*Work to complete*:
Taking the lines below one at a time, count those with the string "PRAGMA" and give the result alone.

(Beginning of Materials provided)

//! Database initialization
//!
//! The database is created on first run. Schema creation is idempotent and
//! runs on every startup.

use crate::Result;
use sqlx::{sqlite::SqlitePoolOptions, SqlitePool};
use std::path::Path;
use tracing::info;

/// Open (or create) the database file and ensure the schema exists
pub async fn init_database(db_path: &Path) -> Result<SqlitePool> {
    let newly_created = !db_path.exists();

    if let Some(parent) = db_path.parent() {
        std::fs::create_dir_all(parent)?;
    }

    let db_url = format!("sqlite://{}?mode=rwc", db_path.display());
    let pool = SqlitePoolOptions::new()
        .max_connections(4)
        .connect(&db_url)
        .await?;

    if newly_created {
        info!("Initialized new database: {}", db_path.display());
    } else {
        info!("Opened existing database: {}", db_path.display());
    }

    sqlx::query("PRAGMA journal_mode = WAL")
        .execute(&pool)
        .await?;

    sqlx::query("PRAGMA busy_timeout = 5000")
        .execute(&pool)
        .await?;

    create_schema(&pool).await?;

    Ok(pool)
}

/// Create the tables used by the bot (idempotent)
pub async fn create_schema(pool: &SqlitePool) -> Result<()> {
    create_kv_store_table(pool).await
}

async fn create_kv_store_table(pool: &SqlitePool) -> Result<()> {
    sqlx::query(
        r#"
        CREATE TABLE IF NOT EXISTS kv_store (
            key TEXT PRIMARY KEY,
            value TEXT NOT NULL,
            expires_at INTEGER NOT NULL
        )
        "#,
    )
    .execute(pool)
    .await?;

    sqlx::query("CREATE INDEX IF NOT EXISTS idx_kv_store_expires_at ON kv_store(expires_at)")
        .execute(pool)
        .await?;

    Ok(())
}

(End of Materials provided)
(Beginning of Materials provided)

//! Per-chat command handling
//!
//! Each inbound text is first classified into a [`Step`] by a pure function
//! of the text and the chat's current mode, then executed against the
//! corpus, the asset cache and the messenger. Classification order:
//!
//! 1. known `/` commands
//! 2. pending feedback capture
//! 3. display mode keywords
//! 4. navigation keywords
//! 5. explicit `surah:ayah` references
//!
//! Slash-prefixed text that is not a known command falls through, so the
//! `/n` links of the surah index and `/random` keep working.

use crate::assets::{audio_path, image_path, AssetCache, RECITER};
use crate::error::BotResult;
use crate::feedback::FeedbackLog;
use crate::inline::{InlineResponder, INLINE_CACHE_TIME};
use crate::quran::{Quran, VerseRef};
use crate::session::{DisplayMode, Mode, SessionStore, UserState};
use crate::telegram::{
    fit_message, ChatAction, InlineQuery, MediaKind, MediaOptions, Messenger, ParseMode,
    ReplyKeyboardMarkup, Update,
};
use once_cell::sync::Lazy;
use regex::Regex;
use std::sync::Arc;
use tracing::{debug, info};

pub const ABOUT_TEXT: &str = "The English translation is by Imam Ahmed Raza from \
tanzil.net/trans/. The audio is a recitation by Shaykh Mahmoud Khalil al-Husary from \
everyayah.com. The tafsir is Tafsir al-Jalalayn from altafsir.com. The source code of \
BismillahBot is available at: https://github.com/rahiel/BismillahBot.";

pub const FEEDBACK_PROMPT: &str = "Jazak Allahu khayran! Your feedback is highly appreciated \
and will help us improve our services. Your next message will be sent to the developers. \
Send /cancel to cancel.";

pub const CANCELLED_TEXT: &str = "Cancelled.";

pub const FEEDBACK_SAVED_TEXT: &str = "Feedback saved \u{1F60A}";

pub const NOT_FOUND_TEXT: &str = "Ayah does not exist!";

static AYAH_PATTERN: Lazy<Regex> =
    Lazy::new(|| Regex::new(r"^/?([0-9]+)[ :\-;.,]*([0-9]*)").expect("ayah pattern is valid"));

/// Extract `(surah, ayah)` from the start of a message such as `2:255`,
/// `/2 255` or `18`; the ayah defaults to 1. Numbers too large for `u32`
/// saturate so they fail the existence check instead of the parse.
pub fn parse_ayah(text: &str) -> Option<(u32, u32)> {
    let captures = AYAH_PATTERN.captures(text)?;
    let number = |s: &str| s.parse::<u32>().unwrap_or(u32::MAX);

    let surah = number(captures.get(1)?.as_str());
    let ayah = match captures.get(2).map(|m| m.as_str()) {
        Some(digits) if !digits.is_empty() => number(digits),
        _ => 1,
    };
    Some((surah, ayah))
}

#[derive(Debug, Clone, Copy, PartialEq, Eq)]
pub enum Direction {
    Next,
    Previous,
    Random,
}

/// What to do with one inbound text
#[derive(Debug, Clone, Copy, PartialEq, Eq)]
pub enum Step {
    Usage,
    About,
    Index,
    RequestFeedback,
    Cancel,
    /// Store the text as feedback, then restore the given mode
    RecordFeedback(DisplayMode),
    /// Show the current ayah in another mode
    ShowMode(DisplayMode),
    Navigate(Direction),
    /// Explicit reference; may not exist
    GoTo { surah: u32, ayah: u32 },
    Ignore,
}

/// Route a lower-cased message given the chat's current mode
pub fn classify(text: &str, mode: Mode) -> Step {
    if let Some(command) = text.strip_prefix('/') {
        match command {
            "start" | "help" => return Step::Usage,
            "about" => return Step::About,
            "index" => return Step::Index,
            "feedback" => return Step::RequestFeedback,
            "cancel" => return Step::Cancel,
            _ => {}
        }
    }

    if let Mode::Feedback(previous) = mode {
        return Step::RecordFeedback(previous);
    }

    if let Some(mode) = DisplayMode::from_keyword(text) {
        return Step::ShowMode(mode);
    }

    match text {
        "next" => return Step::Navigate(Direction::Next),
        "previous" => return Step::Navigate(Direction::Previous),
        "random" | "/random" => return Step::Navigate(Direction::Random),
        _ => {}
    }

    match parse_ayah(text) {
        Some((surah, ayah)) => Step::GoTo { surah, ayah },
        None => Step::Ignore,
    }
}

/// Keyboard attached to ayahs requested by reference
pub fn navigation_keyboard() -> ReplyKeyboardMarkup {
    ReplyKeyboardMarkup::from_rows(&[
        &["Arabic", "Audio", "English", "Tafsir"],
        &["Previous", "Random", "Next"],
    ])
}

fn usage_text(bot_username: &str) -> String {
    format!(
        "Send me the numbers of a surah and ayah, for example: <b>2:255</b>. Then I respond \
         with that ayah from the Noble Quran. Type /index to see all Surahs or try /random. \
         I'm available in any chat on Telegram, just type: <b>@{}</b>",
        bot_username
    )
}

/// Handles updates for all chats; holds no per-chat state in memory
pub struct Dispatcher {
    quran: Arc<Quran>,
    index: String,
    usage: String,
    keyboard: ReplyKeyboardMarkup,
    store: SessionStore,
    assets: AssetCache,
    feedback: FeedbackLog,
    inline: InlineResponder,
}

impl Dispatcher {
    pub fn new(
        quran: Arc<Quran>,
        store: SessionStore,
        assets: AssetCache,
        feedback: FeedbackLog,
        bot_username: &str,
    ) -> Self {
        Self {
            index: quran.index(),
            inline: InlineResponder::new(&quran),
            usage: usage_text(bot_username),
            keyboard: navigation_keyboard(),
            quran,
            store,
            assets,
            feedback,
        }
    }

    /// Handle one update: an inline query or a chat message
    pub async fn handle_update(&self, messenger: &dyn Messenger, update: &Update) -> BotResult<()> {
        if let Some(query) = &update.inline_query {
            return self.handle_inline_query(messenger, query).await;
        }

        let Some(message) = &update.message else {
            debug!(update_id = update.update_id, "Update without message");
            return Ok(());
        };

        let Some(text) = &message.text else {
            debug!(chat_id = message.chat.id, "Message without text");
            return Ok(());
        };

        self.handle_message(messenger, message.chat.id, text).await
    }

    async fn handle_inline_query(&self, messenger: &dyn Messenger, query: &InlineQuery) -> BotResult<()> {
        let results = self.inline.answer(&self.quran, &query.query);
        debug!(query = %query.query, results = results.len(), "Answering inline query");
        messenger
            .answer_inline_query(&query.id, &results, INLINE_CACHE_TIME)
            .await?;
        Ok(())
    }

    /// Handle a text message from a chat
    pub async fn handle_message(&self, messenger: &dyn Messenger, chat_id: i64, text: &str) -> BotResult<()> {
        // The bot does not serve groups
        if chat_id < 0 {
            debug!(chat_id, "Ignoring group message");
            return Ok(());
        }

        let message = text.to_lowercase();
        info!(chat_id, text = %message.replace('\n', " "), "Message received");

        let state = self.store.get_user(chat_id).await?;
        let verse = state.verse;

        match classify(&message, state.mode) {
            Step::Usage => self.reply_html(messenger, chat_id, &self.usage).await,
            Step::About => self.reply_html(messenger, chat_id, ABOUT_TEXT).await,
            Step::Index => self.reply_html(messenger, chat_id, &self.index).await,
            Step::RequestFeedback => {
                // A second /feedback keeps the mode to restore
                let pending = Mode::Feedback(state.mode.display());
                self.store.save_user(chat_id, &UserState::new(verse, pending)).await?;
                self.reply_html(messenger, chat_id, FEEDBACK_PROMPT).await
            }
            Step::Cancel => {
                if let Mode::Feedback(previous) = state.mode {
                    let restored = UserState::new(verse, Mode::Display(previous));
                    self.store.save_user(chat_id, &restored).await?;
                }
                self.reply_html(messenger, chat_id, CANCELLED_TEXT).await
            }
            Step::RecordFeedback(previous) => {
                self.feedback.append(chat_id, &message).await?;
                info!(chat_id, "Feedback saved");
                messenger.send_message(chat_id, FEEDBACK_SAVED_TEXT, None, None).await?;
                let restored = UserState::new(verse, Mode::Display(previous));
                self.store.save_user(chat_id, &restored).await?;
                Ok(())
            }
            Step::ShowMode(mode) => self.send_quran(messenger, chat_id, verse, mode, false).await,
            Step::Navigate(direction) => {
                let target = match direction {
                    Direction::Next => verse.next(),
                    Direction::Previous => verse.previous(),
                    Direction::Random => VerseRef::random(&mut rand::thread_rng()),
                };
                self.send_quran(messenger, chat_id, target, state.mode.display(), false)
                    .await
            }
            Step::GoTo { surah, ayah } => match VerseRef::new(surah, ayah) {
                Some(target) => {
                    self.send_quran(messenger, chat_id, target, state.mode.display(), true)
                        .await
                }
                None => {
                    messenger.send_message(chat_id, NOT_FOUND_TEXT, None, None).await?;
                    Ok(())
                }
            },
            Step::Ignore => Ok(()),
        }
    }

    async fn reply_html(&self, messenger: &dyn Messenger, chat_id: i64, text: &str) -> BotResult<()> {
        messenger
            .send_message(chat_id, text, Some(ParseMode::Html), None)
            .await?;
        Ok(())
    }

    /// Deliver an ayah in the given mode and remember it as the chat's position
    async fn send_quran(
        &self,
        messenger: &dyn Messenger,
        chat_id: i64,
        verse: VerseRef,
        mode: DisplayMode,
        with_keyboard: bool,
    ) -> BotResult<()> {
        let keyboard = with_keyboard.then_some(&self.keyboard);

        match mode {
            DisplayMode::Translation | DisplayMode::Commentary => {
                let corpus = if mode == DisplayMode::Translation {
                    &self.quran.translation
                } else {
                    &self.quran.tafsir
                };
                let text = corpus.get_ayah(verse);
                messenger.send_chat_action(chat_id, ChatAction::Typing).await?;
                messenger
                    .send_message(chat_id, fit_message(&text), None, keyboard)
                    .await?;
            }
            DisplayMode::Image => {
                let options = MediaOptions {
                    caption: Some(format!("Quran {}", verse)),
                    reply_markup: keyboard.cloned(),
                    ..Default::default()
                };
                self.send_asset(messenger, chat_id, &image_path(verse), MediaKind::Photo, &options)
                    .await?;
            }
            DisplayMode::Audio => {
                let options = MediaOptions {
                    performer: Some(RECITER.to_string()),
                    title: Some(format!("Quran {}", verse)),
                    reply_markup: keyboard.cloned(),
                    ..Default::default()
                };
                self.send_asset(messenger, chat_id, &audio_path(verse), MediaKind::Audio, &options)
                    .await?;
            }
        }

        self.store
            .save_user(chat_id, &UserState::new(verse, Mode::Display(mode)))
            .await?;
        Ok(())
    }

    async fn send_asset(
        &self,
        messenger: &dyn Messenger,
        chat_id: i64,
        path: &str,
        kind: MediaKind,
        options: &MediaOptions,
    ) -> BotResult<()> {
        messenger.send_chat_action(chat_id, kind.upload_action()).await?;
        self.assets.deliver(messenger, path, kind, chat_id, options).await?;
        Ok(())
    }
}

(End of Materials provided)

*Exercise solution*:
2